Exercise goal
Your answer must be an exact copy of the lines from the one holding "SectionType::Standard => self.rows.iter().all(|r|" through the last line of the entries below, with nothing added.

(Collected data entries)

⟨

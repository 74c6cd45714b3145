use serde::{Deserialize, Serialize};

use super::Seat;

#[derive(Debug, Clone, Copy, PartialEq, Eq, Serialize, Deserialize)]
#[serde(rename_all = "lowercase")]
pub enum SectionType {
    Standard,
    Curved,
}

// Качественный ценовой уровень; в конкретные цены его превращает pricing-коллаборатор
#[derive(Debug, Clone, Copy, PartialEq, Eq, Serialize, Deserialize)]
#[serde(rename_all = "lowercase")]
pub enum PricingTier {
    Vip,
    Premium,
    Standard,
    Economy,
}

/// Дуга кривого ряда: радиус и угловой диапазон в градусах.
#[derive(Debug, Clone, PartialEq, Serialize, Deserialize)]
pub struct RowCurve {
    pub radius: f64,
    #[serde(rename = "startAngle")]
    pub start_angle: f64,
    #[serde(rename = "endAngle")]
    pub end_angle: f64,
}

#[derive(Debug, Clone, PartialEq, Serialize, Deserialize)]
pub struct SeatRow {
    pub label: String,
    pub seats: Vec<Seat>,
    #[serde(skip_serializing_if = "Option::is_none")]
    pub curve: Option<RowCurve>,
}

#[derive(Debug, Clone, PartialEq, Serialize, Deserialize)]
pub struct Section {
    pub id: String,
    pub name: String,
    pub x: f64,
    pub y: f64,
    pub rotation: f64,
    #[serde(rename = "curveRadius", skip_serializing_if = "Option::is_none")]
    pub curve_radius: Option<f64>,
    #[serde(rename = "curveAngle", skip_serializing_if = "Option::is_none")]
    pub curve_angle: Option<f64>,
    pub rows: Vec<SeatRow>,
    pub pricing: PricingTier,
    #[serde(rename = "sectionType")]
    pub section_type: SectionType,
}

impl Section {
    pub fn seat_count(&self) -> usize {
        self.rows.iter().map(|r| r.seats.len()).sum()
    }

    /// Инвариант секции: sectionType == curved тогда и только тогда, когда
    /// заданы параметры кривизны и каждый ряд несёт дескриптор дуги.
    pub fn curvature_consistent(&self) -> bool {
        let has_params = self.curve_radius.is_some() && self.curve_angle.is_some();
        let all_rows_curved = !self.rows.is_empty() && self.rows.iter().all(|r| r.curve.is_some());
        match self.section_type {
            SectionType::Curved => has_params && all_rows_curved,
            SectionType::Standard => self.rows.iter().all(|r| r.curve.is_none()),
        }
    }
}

⟩

Answer for the task
            SectionType::Standard => self.rows.iter().all(|r| r.curve.is_none()),
        }
    }
}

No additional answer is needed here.